SOCI 30291. Contemporary Social Theory. This course explores how contemporary theorists and those interested in a theoretical sociology, anthropology or related fields think about societies, how they rearranges themselves, and how social and cultural forms and relations can be analyzed. It addresses connections that transcend national borders and connections that require us to dig deeper than the person and look at the brain. We address different theoretical traditions, including those attempting a diagnosis of our times, and mechanism theories. The overall focus is on defining and agenda setting paradigms in the second half of the 20th century and some new 21st century theorizing. Karin Knorr Cetina, Otto Borchert Distinguished Service Professor
SOCI 30298. Schooling and Social Inequality. How and why do educational outcomes and experiences vary across student populations? What role do schools play in a society's system of stratification? How do schools both contribute to social mobility and to the reproduction of the prevailing social order? This course examines these questions through the lens of social and cultural theory, engaging current academic debates on the causes and consequences of social inequality in educational outcomes. We will engage these debates by studying foundational and emerging theories and examining empirical research on how social inequalities are reproduced or ameliorated through schools. Through close readings of anthropological and sociological case studies of schooling in the U.S, students will develop an understanding of the structural forces and cultural processes that produce inequality in neighborhoods and schools, how they contribute to unequal opportunities, experiences, and achievement outcomes for students along lines of race/ethnicity, class, gender, and immigration status, and how students themselves navigate and interpret this unequal terrain.

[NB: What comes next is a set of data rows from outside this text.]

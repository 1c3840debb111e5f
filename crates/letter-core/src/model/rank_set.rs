use crate::model::card::Card;
use crate::model::rank::Rank;
use serde::{Deserialize, Serialize};

/// Bit set over the ten ranks.
#[derive(Debug, Clone, Copy, PartialEq, Eq, Hash, Default, Serialize, Deserialize)]
pub struct RankSet(u16);

impl RankSet {
    pub const EMPTY: RankSet = RankSet(0);
    pub const ALL: RankSet = RankSet(0b11_1111_1111);

    pub const fn single(rank: Rank) -> Self {
        RankSet(1 << rank.value())
    }

    pub fn from_ranks<I: IntoIterator<Item = Rank>>(ranks: I) -> Self {
        ranks.into_iter().fold(Self::EMPTY, |set, rank| set.with(rank))
    }

    pub const fn with(self, rank: Rank) -> Self {
        RankSet(self.0 | (1 << rank.value()))
    }

    pub const fn without(self, rank: Rank) -> Self {
        RankSet(self.0 & !(1 << rank.value()))
    }

    pub const fn contains(self, rank: Rank) -> bool {
        self.0 & (1 << rank.value()) != 0
    }

    pub const fn intersect(self, other: RankSet) -> Self {
        RankSet(self.0 & other.0)
    }

    pub const fn is_empty(self) -> bool {
        self.0 == 0
    }

    pub const fn len(self) -> usize {
        self.0.count_ones() as usize
    }

    pub fn iter(self) -> impl Iterator<Item = Rank> {
        Rank::ORDERED.into_iter().filter(move |rank| self.contains(*rank))
    }

    pub fn max(self) -> Option<Rank> {
        self.iter().last()
    }

    pub fn min(self) -> Option<Rank> {
        self.iter().next()
    }

    /// The single member when the set is a singleton.
    pub fn only(self) -> Option<Rank> {
        if self.len() == 1 { self.min() } else { None }
    }
}

/// Multiset of ranks, typically the unseen cards from one observer's seat.
#[derive(Debug, Clone, Copy, PartialEq, Eq, Default, Serialize, Deserialize)]
pub struct RankCounts {
    counts: [u8; 10],
}

impl RankCounts {
    pub const fn empty() -> Self {
        Self { counts: [0; 10] }
    }

    pub fn catalog() -> Self {
        let mut counts = [0u8; 10];
        for rank in Rank::ORDERED {
            counts[rank.index()] = rank.quantity();
        }
        Self { counts }
    }

    pub fn from_cards<'a, I: IntoIterator<Item = &'a Card>>(cards: I) -> Self {
        let mut counts = Self::empty();
        for card in cards {
            counts.add(card.rank);
        }
        counts
    }

    pub fn add(&mut self, rank: Rank) {
        self.counts[rank.index()] = self.counts[rank.index()].saturating_add(1);
    }

    pub fn remove(&mut self, rank: Rank) -> bool {
        let slot = &mut self.counts[rank.index()];
        if *slot == 0 {
            return false;
        }
        *slot -= 1;
        true
    }

    pub fn count(&self, rank: Rank) -> u8 {
        self.counts[rank.index()]
    }

    pub fn total(&self) -> usize {
        self.counts.iter().map(|&c| c as usize).sum()
    }

    pub fn is_empty(&self) -> bool {
        self.total() == 0
    }

    /// Ranks with at least one copy.
    pub fn support(&self) -> RankSet {
        RankSet::from_ranks(Rank::ORDERED.into_iter().filter(|rank| self.count(*rank) > 0))
    }

    pub fn filter(&self, keep: RankSet) -> Self {
        let mut filtered = *self;
        for rank in Rank::ORDERED {
            if !keep.contains(rank) {
                filtered.counts[rank.index()] = 0;
            }
        }
        filtered
    }

    pub fn probability(&self, rank: Rank) -> f64 {
        let total = self.total();
        if total == 0 {
            return 0.0;
        }
        self.count(rank) as f64 / total as f64
    }

    /// Share of the multiset strictly above `rank`.
    pub fn probability_above(&self, rank: Rank) -> f64 {
        let total = self.total();
        if total == 0 {
            return 0.0;
        }
        let above: usize = Rank::ORDERED
            .into_iter()
            .filter(|candidate| *candidate > rank)
            .map(|candidate| self.count(candidate) as usize)
            .sum();
        above as f64 / total as f64
    }

    /// Ranks sharing the highest count, with that count.
    pub fn most_frequent(&self) -> (RankSet, u8) {
        let best = self.counts.iter().copied().max().unwrap_or(0);
        if best == 0 {
            return (RankSet::EMPTY, 0);
        }
        let ranks = Rank::ORDERED
            .into_iter()
            .filter(|rank| self.count(*rank) == best);
        (RankSet::from_ranks(ranks), best)
    }

    /// Average rank value weighted by copies.
    pub fn expected_value(&self) -> f64 {
        let total = self.total();
        if total == 0 {
            return 0.0;
        }
        let weighted: usize = Rank::ORDERED
            .into_iter()
            .map(|rank| rank.value() as usize * self.count(rank) as usize)
            .sum();
        weighted as f64 / total as f64
    }
}
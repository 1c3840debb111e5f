use std::path::PathBuf;

use clap::Parser;

use letter_bench::config::{BenchmarkConfig, ResolvedOutputs};
use letter_bench::logging::init_logging;
use letter_bench::tournament::TournamentRunner;

/// Tournament benchmarking harness for Love Letter bots.
#[derive(Debug, Parser)]
#[command(
    name = "letter-bench",
    author,
    version,
    about = "Deterministic Love Letter bot tournament harness"
)]
struct Cli {
    /// Path to the YAML configuration file.
    #[arg(short, long, value_name = "FILE", default_value = "bench/bench.yaml")]
    config: PathBuf,

    /// Override the run identifier (substitutes {run_id} templates).
    #[arg(long, value_name = "RUN_ID")]
    run_id: Option<String>,

    /// Override the number of seeded games to play.
    #[arg(long, value_name = "GAMES")]
    games: Option<usize>,

    /// Override the RNG seed for game generation.
    #[arg(long, value_name = "SEED")]
    seed: Option<u64>,

    /// Override the number of seat rotations per seed.
    #[arg(long, value_name = "COUNT")]
    rotations: Option<usize>,

    /// Exit after validating the configuration (no tournament is run).
    #[arg(long)]
    validate_only: bool,
}

fn main() -> anyhow::Result<()> {
    let cli = Cli::parse();
    let mut config = BenchmarkConfig::from_path(&cli.config)?;

    if let Some(run_id) = cli.run_id {
        config.run_id = run_id;
    }

    if let Some(games) = cli.games {
        config.games.games = games;
    }

    if let Some(seed) = cli.seed {
        config.games.seed = Some(seed);
    }

    if let Some(rotations) = cli.rotations {
        config.games.rotations = Some(rotations);
    }

    config.validate()?;

    let outputs: ResolvedOutputs = config.resolved_outputs();
    let agent_count = config.agents.len();
    let run_id = config.run_id.clone();
    let games = config.games.games;
    let rotations = config.games.rotation_count();

    println!(
        "Loaded configuration '{run_id}' with {agent_count} agent{} ({games} games, {rotations} rotations)",
        if agent_count == 1 { "" } else { "s" }
    );

    let logging_guard = init_logging(&config.logging, &outputs, &run_id)?;
    let runner = TournamentRunner::new(config, outputs)?;

    if cli.validate_only {
        println!("Validation-only mode: tournament execution skipped.");
        return Ok(());
    }

    let summary = runner.run()?;
    println!(
        "Tournament complete for '{run_id}': {} games × {} rotations → {} rows at {}",
        summary.games_played,
        summary.rotations,
        summary.rows_written,
        summary.jsonl_path.display()
    );
    println!("Summary table: {}", summary.summary_path.display());
    if let Some(guard) = logging_guard.as_ref() {
        println!("Event log: {}", guard.log_path.display());
    }

    Ok(())
}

We will cover such topics as neighborhood and school segregation; peer culture; social networks; elite schooling; the interaction between home, society and educational institutions; and dynamics of assimilation for students from immigrant communities. Lisa Rosen, Senior Lecturer
SOCI 30326. Digital Ethnography. How can one complete an ethnographic project during a pandemic? What does it mean to do participant observation online? What changes when interviews move to a digital format? This methods course prepares graduate students for ethnographic research in an online environment. We will discuss practical steps to put together a research project—from research design to data collection and analysis. We will cover epistemological, ethical, and practical matters in online ethnographic research, and read articles and books showcasing methods for the study of virtual worlds (both game and nongame). Students will be required to formulate a preliminary research question at the beginning of the course and will conduct a few weeks of ethnographic research in a virtual field site of their choosing. Each week students will produce field notes to be exchanged and discussed in class, and as a final project they will be asked to write a research proposal or a short paper based on their observations. This is an online course which features a blend of synchronous discussions and asynchronous ethnographic assignments. Cate Fugazzola, Assistant Senior Instructional Professor
SOCI 50122. Theories of Race and Racism. This course is designed for to provide an overview of sociological perspectives on race and racism in the US. While we will read classic and contemporary theory and research on race in the United States, our focus will be on getting up to date on the contemporary state of the study of race and racism in sociology and closely related fields. Throughout, our goal will be to consider race both as a source of identity and social differentiation as well as a system of privilege, power and inequality affecting everyone in society, albeit in different ways. By taking up several important debates in the literature, the course will offer you a solid entry point into the study of race and racism in the US. Joyce Bell, Associate Professor
Workshops
Students are invited to participate in a program of Graduate Workshops in the Humanities and the Social Sciences, a series of interdepartmental discussion groups that bring faculty and advanced graduate students together to discuss their current work.